• About this task
Work through the listing below, copying each line that carries the word "name".

--- Record set Enclosed Below ---

//! ST-Link/V2 and ST-Link/V3 protocol driver.

pub mod constants;
pub mod tools;
pub mod usb_interface;

use self::usb_interface::{StLinkUsb, StLinkUsbDevice, TIMEOUT};
use crate::{
    memory::ArmProbe,
    probe::{DebugProbeError, LOW_TARGET_VOLTAGE_WARNING_THRESHOLD},
};
use constants::{commands, Mode, Status, SwdFrequencyToDelayCount};
use scroll::{Pread, Pwrite, BE, LE};
use std::{cmp::Ordering, time::Duration};

/// Maximum length of 32 bit reads in bytes.
///
/// Length has been determined by experimenting with
/// a ST-Link v2.
const STLINK_MAX_READ_LEN: usize = 6144;

/// Maximum length of 32 bit writes in bytes.
/// The length is limited to the largest 16-bit value which
/// is also a multiple of 4.
const STLINK_MAX_WRITE_LEN: usize = 0xFFFC;

const DP_PORT: u16 = 0xFFFF;

/// An ST-Link in SWD mode.
///
/// Created with [`StLink::new`], which identifies the firmware. Call
/// [`StLink::attach`] before talking to the target. Dropping the driver
/// leaves debug mode again.
#[derive(Debug)]
pub struct StLink<D: StLinkUsb = StLinkUsbDevice> {
    device: D,
    name: String,
    hw_version: u8,
    jtag_version: u8,
    swd_speed_khz: u32,
    attached: bool,
    timeout: Duration,
}

impl StLink<StLinkUsbDevice> {
    /// Wraps an opened device and checks its firmware.
    pub fn new(device: StLinkUsbDevice) -> Result<Self, DebugProbeError> {
        Self::with_timeout(device, TIMEOUT)
    }

    /// Like [`StLink::new`], bounding every USB transfer by `timeout`.
    pub fn with_timeout(device: StLinkUsbDevice, timeout: Duration) -> Result<Self, DebugProbeError> {
        let name = device.info().version_name.to_string();
        let device = device.with_timeout(timeout);

        let mut stlink = Self::from_device(device, name, timeout);
        stlink.init()?;

        Ok(stlink)
    }
}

--- End of Enclosed Record set ---

• Solution to this exercise
    name: String,
        let name = device.info().version_name.to_string();
        let mut stlink = Self::from_device(device, name, timeout);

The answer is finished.